Chemotherapy slows the growth of cancer cells throughout your body. You’ll usually get these drugs in cycles of 21 or 28 days.
Radiation destroys cancer cells or slows their growth. Your doctor might give you radiation if body-wide treatments like chemotherapy and anti-HER2 therapy haven’t worked on your cancer.
Managing back pain
Your doctor can treat breast cancer that has spread to your bones with drugs like bisphosphonates or denosumab (Prolia). These medicines slow bone damage and prevent the fractures that can cause pain. These drugs are administered through a vein or as an injection.
To help you manage pain, your doctor might suggest one or more of these drugs:
- Over-the-counter pain relievers such as acetaminophen (Tylenol), aspirin, ibuprofen (Motrin, Advil), or naproxen (Aleve).
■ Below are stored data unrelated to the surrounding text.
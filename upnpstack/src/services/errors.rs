use thiserror::Error;

use crate::http::HttpError;
use crate::soap::{SoapFault, error_codes};
use crate::variable_types::StateValueError;

/// Errors raised while parsing or building a service description.
#[derive(Error, Debug)]
pub enum ScpdError {
    #[error("XML parse error: {0}")]
    Xml(#[from] xmltree::ParseError),

    #[error("XML write error: {0}")]
    XmlWrite(String),

    #[error("Not an SCPD document (root element is {0})")]
    NotScpd(String),

    #[error("Missing {0} element")]
    MissingElement(String),

    #[error("Unknown dataType '{data_type}' for state variable {variable}")]
    UnknownDataType { variable: String, data_type: String },

    #[error("allowedValueList is only valid on string variables ({0})")]
    AllowedValuesOnNonString(String),

    #[error("allowedValueRange is only valid on numeric variables ({0})")]
    RangeOnNonNumeric(String),

    #[error("State variable {0} declares both allowedValueList and allowedValueRange")]
    ConflictingConstraints(String),

    #[error("Invalid value for state variable {variable}: {source}")]
    InvalidValue {
        variable: String,
        source: StateValueError,
    },

    #[error("Argument {argument} of action {action} references unknown state variable {variable}")]
    UnknownRelatedVariable {
        action: String,
        argument: String,
        variable: String,
    },

    #[error("Invalid direction '{direction}' for argument {argument} of action {action}")]
    InvalidDirection {
        action: String,
        argument: String,
        direction: String,
    },

    #[error("Action {0} declares more than one return value")]
    MultipleReturnValues(String),

    #[error("Duplicate definition of {0}")]
    Duplicate(String),

    #[error("No handler registered for action {0}")]
    MissingHandler(String),

    #[error("Handler registered for undeclared action {0}")]
    UnknownAction(String),

    #[error("Cannot fetch SCPD: {0}")]
    Fetch(#[from] HttpError),
}

/// Errors raised by an action call, each mapped to a UPnP error code.
#[derive(Error, Debug, Clone, PartialEq)]
pub enum ActionError {
    #[error("Invalid action {0}")]
    InvalidAction(String),

    #[error("Missing required argument {0}")]
    MissingArgument(String),

    #[error("Invalid arguments: {0}")]
    InvalidArgs(String),

    #[error("Invalid state variable {0}")]
    InvalidVariable(String),

    #[error("Invalid value for argument {argument}: {reason}")]
    ArgumentValueInvalid { argument: String, reason: String },

    #[error("Value of argument {0} is out of range")]
    ArgumentValueOutOfRange(String),

    #[error("Action failed: {0}")]
    Failed(String),

    #[error("Remote UPnP error {code}: {description}")]
    Remote { code: u16, description: String },

    #[error("Transport error: {0}")]
    Transport(String),
}

impl ActionError {
    pub fn failed(msg: impl Into<String>) -> Self {
        ActionError::Failed(msg.into())
    }

    pub fn code(&self) -> u16 {
        match self {
            ActionError::InvalidAction(_) => error_codes::INVALID_ACTION,
            ActionError::MissingArgument(_) | ActionError::InvalidArgs(_) => {
                error_codes::INVALID_ARGS
            }
            ActionError::InvalidVariable(_) => error_codes::INVALID_VAR,
            ActionError::ArgumentValueInvalid { .. } => error_codes::ARGUMENT_VALUE_INVALID,
            ActionError::ArgumentValueOutOfRange(_) => error_codes::ARGUMENT_VALUE_OUT_OF_RANGE,
            ActionError::Failed(_) | ActionError::Transport(_) => error_codes::ACTION_FAILED,
            ActionError::Remote { code, .. } => *code,
        }
    }

    /// Short UPnP description sent in `errorDescription`.
    pub fn description(&self) -> String {
        match self {
            ActionError::InvalidAction(_) => "Invalid Action".to_string(),
            ActionError::MissingArgument(_) | ActionError::InvalidArgs(_) => {
                "Invalid Args".to_string()
            }
            ActionError::InvalidVariable(_) => "Invalid Var".to_string(),
            ActionError::ArgumentValueInvalid { .. } => "Argument Value Invalid".to_string(),
            ActionError::ArgumentValueOutOfRange(_) => "Argument Value Out of Range".to_string(),
            ActionError::Failed(msg) => msg.clone(),
            ActionError::Transport(msg) => msg.clone(),
            ActionError::Remote { description, .. } => description.clone(),
        }
    }

    pub fn to_fault(&self) -> SoapFault {
        SoapFault::upnp(self.code(), &self.description())
    }
}

impl From<&ActionError> for SoapFault {
    fn from(err: &ActionError) -> Self {
        err.to_fault()
    }
}

#[cfg(test)]
mod tests {
    use super::*;

    #[test]
    fn test_codes() {
        assert_eq!(ActionError::InvalidAction("X".into()).code(), 401);
        assert_eq!(ActionError::MissingArgument("A".into()).code(), 402);
        assert_eq!(ActionError::ArgumentValueOutOfRange("A".into()).code(), 601);
        assert_eq!(
            ActionError::Remote {
                code: 714,
                description: "Illegal MIME-type".into()
            }
            .to_fault()
            .error_code(),
            Some(714)
        );
    }
}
These drugs help with mild pain.
- Opioid drugs like morphine (MS Contin), codeine, oxycodone (Roxicodone, Oxaydo), and hydrocodone (Tussigon) can help with more severe pain. However, they can become addictive.
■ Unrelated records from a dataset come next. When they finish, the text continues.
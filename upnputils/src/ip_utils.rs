use get_if_addrs::get_if_addrs;
use std::net::{IpAddr, UdpSocket};
use tracing::warn;

/// Devine l'adresse IP locale de la machine.
///
/// Crée un socket UDP et le "connecte" vers un serveur DNS public : aucun paquet
/// n'est émis, mais le système choisit l'interface de sortie, dont on lit l'adresse.
/// En cas d'échec, retourne `127.0.0.1`.
pub fn guess_local_ip() -> IpAddr {
    let fallback = IpAddr::from([127, 0, 0, 1]);
    match UdpSocket::bind("0.0.0.0:0") {
        Ok(socket) => {
            if socket.connect("8.8.8.8:80").is_ok() {
                if let Ok(local_addr) = socket.local_addr() {
                    return local_addr.ip();
                }
            }
            fallback
        }
        Err(_) => fallback,
    }
}

/// Liste les adresses IP non-loopback des interfaces réseau.
///
/// Les adresses IPv6 ne sont retournées que si `include_ipv6` est vrai ; les
/// adresses IPv6 link-local (`fe80::/10`) sont conservées car SSDP s'en sert
/// pour le groupe `ff02::c`.
///
/// Une erreur d'énumération des interfaces donne une liste vide : l'appelant
/// se rabat alors sur les adresses génériques (`0.0.0.0` / `::`).
pub fn list_local_addresses(include_ipv6: bool) -> Vec<IpAddr> {
    let interfaces = match get_if_addrs() {
        Ok(interfaces) => interfaces,
        Err(e) => {
            warn!("Failed to list network interfaces: {}", e);
            return Vec::new();
        }
    };

    let mut result: Vec<IpAddr> = Vec::new();
    for iface in interfaces {
        let ip = iface.ip();
        if ip.is_loopback() || (ip.is_ipv6() && !include_ipv6) {
            continue;
        }
        if !result.contains(&ip) {
            result.push(ip);
        }
    }
    result
}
- Steroid drugs like prednisone can help with pain caused by swelling.
You can also try nondrug pain relief methods, such as breathing techniques, heat or cold, and distraction.
If your back pain isn’t caused by cancer, treatments such as massage therapy, physical therapy, and stretching may help relieve pain.
Back pain may be a symptom of metastatic breast cancer in some cases. Metastatic breast cancer isn’t curable, but you can manage it. You can slow the progress of your cancer with treatments like hormone therapy, chemotherapy, and radiation. These treatments can prolong your life and improve your quality of life.
You also can enroll in a clinical trial. These studies test new treatments that aren’t yet available to the public. Ask your doctor how to find a trial that matches your cancer type.